The inquest has heard that after an ejection seat fires a "drogue" parachute - a small parachute - comes out to give stability, followed by the main chute.

A piston inside the seat forces a scissor shackle to release the drogue shackle from its jaws but for the shackles to separate the nut and bolt through both of them must not be over-tightened.

The inquest has heard that instructions given to those fitting the seats was to tighten the shackle nut and bolt with one or one-anda-half threads showing.

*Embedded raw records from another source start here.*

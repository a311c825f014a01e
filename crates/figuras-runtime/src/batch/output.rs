//! Batch output parsing.
//!
//! Every output line carries a `custom_id` and a `response` whose
//! structured payload is `{"spans": [...]}` in chunk-local coordinates.
//! A line that cannot be understood becomes a [`FailedLine`]; one bad line
//! never aborts the rest of the file. Spans are decoded one by one, so a
//! malformed span is kept as an error at its position and its siblings
//! still go through.

use figuras_core::{LocalSpan, SpanError};
use serde::{Deserialize, Serialize};
use serde_json::Value;
use std::io::BufRead;
use tracing::{debug, warn};

use super::{BatchError, CustomId};

/// Spans returned for one request.
#[derive(Debug, Clone, PartialEq)]
pub struct Annotation {
    pub custom_id: CustomId,

    /// Spans in the annotator's order; `Err` for spans that did not decode
    pub spans: Vec<Result<LocalSpan, SpanError>>,
}

impl Annotation {
    /// An annotation whose spans all decoded.
    pub fn new(custom_id: CustomId, spans: Vec<LocalSpan>) -> Self {
        Self {
            custom_id,
            spans: spans.into_iter().map(Ok).collect(),
        }
    }

    /// Spans that decoded.
    pub fn decoded(&self) -> impl Iterator<Item = &LocalSpan> {
        self.spans.iter().filter_map(|s| s.as_ref().ok())
    }
}

/// An output line that produced no spans.
#[derive(Debug, Clone, PartialEq, Serialize)]
pub struct FailedLine {
    /// 1-based line number in the output file
    pub line: usize,

    /// Raw `custom_id`, when the line had one
    pub custom_id: Option<String>,

    pub reason: String,
}

/// Result of parsing one output line.
#[derive(Debug, Clone, PartialEq)]
pub enum ParsedLine {
    Annotated(Annotation),
    Failed(FailedLine),
}

impl ParsedLine {
    pub fn is_annotated(&self) -> bool {
        matches!(self, ParsedLine::Annotated(_))
    }
}

#[derive(Deserialize)]
struct Payload {
    spans: Vec<Value>,
}

fn decode_span(value: Value) -> Result<LocalSpan, SpanError> {
    serde_json::from_value(value).map_err(|e| SpanError::Undecodable(e.to_string()))
}

/// Parse one output line. `line` is its 1-based position, used in reports.
pub fn parse_line(line: usize, raw: &str) -> ParsedLine {
    let fail = |custom_id: Option<String>, reason: String| {
        ParsedLine::Failed(FailedLine {
            line,
            custom_id,
            reason,
        })
    };

    let value: Value = match serde_json::from_str(raw) {
        Ok(v) => v,
        Err(e) => return fail(None, format!("not JSON: {}", e)),
    };

    let raw_id = match value.get("custom_id").and_then(Value::as_str) {
        Some(id) => id.to_string(),
        None => return fail(None, "missing custom_id".to_string()),
    };

    let custom_id: CustomId = match raw_id.parse() {
        Ok(id) => id,
        Err(e) => return fail(Some(raw_id), e.to_string()),
    };

    if let Some(error) = value.get("error").filter(|e| !e.is_null()) {
        return fail(Some(raw_id), format!("request failed: {}", error));
    }

    let response = match value.get("response").filter(|r| !r.is_null()) {
        Some(r) => r,
        None => return fail(Some(raw_id), "missing response".to_string()),
    };

    if let Some(status) = response.get("status_code").and_then(Value::as_u64) {
        if status != 200 {
            return fail(Some(raw_id), format!("HTTP status {}", status));
        }
    }

    let body = response.get("body").unwrap_or(response);
    match extract_payload(body) {
        Ok(payload) => match serde_json::from_value::<Payload>(payload) {
            Ok(payload) => ParsedLine::Annotated(Annotation {
                custom_id,
                spans: payload.spans.into_iter().map(decode_span).collect(),
            }),
            Err(e) => fail(Some(raw_id), format!("invalid spans payload: {}", e)),
        },
        Err(reason) => fail(Some(raw_id), reason),
    }
}

/// Find the structured payload among the response's output items.
///
/// Items without content (reasoning summaries) are skipped; the first
/// `output_json` or `output_text` content block wins.
fn extract_payload(body: &Value) -> Result<Value, String> {
    let output = body
        .get("output")
        .and_then(Value::as_array)
        .ok_or_else(|| "response has no output".to_string())?;

    for item in output {
        let Some(content) = item.get("content").and_then(Value::as_array) else {
            continue;
        };

        for block in content {
            match block.get("type").and_then(Value::as_str) {
                Some("output_json") => {
                    return block
                        .get("json")
                        .cloned()
                        .ok_or_else(|| "output_json block without json".to_string());
                }
                Some("output_text") => {
                    let text = block
                        .get("text")
                        .and_then(Value::as_str)
                        .ok_or_else(|| "output_text block without text".to_string())?;
                    return serde_json::from_str(text)
                        .map_err(|e| format!("output_text is not JSON: {}", e));
                }
                _ => {}
            }
        }
    }

    Err("no output_json or output_text content".to_string())
}

/// Parse a whole output file. Blank lines are skipped.
///
/// Only I/O failures are errors; malformed lines are returned as
/// [`ParsedLine::Failed`].
pub fn parse_output<R: BufRead>(reader: R) -> Result<Vec<ParsedLine>, BatchError> {
    let mut parsed = Vec::new();

    for (i, line) in reader.lines().enumerate() {
        let line = line?;
        if line.trim().is_empty() {
            continue;
        }

        let entry = parse_line(i + 1, &line);
        if let ParsedLine::Failed(failed) = &entry {
            warn!(
                line = failed.line,
                custom_id = failed.custom_id.as_deref().unwrap_or("-"),
                reason = %failed.reason,
                "Unusable batch output line"
            );
        }
        parsed.push(entry);
    }

    debug!(
        lines = parsed.len(),
        annotated = parsed.iter().filter(|p| p.is_annotated()).count(),
        "Parsed batch output"
    );

    Ok(parsed)
}

/// Split parsed lines into annotations and failures.
pub fn partition(lines: Vec<ParsedLine>) -> (Vec<Annotation>, Vec<FailedLine>) {
    let mut annotations = Vec::new();
    let mut failures = Vec::new();
    for line in lines {
        match line {
            ParsedLine::Annotated(a) => annotations.push(a),
            ParsedLine::Failed(f) => failures.push(f),
        }
    }
    (annotations, failures)
}

#[cfg(test)]
mod tests {
    use super::*;
    use figuras_core::Label;
    use serde_json::json;

    fn span_json() -> Value {
        json!({
            "label": "metafora",
            "start_char": 4,
            "end_char": 12,
            "text": "mar de lama",
            "rationale": null,
            "cues": ["imagem"],
            "confidence": 0.8
        })
    }

    #[test]
    fn test_output_json_shape() {
        let line = json!({
            "custom_id": "disc-10-c1",
            "response": {
                "output": [
                    { "type": "message", "content": [
                        { "type": "output_json", "json": { "spans": [span_json()] } }
                    ]}
                ]
            }
        });

        match parse_line(1, &line.to_string()) {
            ParsedLine::Annotated(a) => {
                assert_eq!(a.custom_id, CustomId::chunk("10", 1));
                let spans: Vec<&LocalSpan> = a.decoded().collect();
                assert_eq!(spans.len(), 1);
                assert_eq!(spans[0].label, Label::Metafora);
                assert!(spans[0].cues.contains("imagem"));
            }
            other => panic!("expected annotation, got {:?}", other),
        }
    }

    #[test]
    fn test_output_text_under_body_after_reasoning() {
        let payload = json!({ "spans": [span_json()] }).to_string();
        let line = json!({
            "custom_id": "disc-10",
            "response": {
                "status_code": 200,
                "body": {
                    "output": [
                        { "type": "reasoning", "summary": [] },
                        { "type": "message", "content": [
                            { "type": "output_text", "text": payload }
                        ]}
                    ]
                }
            },
            "error": null
        });

        match parse_line(1, &line.to_string()) {
            ParsedLine::Annotated(a) => {
                assert_eq!(a.custom_id, CustomId::whole("10"));
                assert_eq!(a.decoded().next().map(|s| s.start_char), Some(4));
            }
            other => panic!("expected annotation, got {:?}", other),
        }
    }

    #[test]
    fn test_empty_spans_is_annotated() {
        let line = json!({
            "custom_id": "disc-3",
            "response": { "output": [{ "content": [
                { "type": "output_json", "json": { "spans": [] } }
            ]}]}
        });
        assert!(parse_line(1, &line.to_string()).is_annotated());
    }

    #[test]
    fn test_failures_keep_context() {
        let cases = [
            ("{not json", None),
            (r#"{"response": {}}"#, None),
            (r#"{"custom_id": "x-1", "response": {}}"#, Some("x-1")),
            (
                r#"{"custom_id": "disc-1", "response": null, "error": {"code": "rate_limit"}}"#,
                Some("disc-1"),
            ),
            (
                r#"{"custom_id": "disc-1", "response": {"status_code": 500, "body": {}}}"#,
                Some("disc-1"),
            ),
            (
                r#"{"custom_id": "disc-1", "response": {"output": [{"content": [{"type": "refusal"}]}]}}"#,
                Some("disc-1"),
            ),
            (
                r#"{"custom_id": "disc-1", "response": {"output": [{"content": [{"type": "output_text", "text": "não sei"}]}]}}"#,
                Some("disc-1"),
            ),
        ];

        for (raw, expected_id) in cases {
            match parse_line(7, raw) {
                ParsedLine::Failed(f) => {
                    assert_eq!(f.line, 7);
                    assert_eq!(f.custom_id.as_deref(), expected_id, "line: {}", raw);
                }
                other => panic!("expected failure for {}, got {:?}", raw, other),
            }
        }
    }

    #[test]
    fn test_bad_span_keeps_siblings() {
        let mut unaccented = span_json();
        unaccented["label"] = json!("pergunta_retorica");
        let mut unknown = span_json();
        unknown["label"] = json!("zeugma");
        let line = json!({
            "custom_id": "disc-5",
            "response": { "output": [{ "content": [
                { "type": "output_json", "json": { "spans": [span_json(), unknown, unaccented] } }
            ]}]}
        });

        match parse_line(1, &line.to_string()) {
            ParsedLine::Annotated(a) => {
                assert_eq!(a.spans.len(), 3);
                assert_eq!(a.spans[0].as_ref().map(|s| s.label), Ok(Label::Metafora));
                assert!(matches!(a.spans[1], Err(SpanError::Undecodable(_))));
                assert_eq!(
                    a.spans[2].as_ref().map(|s| s.label),
                    Ok(Label::PerguntaRetorica)
                );
            }
            other => panic!("expected annotation, got {:?}", other),
        }
    }

    #[test]
    fn test_spans_not_a_list_fails_line() {
        let line = json!({
            "custom_id": "disc-5",
            "response": { "output": [{ "content": [
                { "type": "output_json", "json": { "spans": "nenhuma" } }
            ]}]}
        });
        assert!(!parse_line(1, &line.to_string()).is_annotated());
    }

    #[test]
    fn test_parse_output_skips_blank_and_keeps_going() {
        let good = json!({
            "custom_id": "disc-1",
            "response": { "output": [{ "content": [
                { "type": "output_json", "json": { "spans": [span_json()] } }
            ]}]}
        });
        let input = format!("{}\n\ngarbage\n{}\n", good, good);

        let parsed = parse_output(input.as_bytes()).unwrap();
        assert_eq!(parsed.len(), 3);

        let (annotations, failures) = partition(parsed);
        assert_eq!(annotations.len(), 2);
        assert_eq!(failures.len(), 1);
        assert_eq!(failures[0].line, 3);
    }
}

To over-tighten could prevent the parachute from opening though some witnesses giving evidence to the inquest, which included RAF staff who worked on or with the fighter jets, said they were not aware of this.

The inquest into Flt Lt Cunningham's death in Lincoln heard from Neil Mackie, who was a reliability support engineer in the quality assurance department at Martin Baker.

He said he was sure he would have communicated in a phone call to BA that the drogue shackle nut and bolt should not be overtightened.

He said that after Flt Lt Cunningham's death he was told that the bolt on the pilot's seat was found bent.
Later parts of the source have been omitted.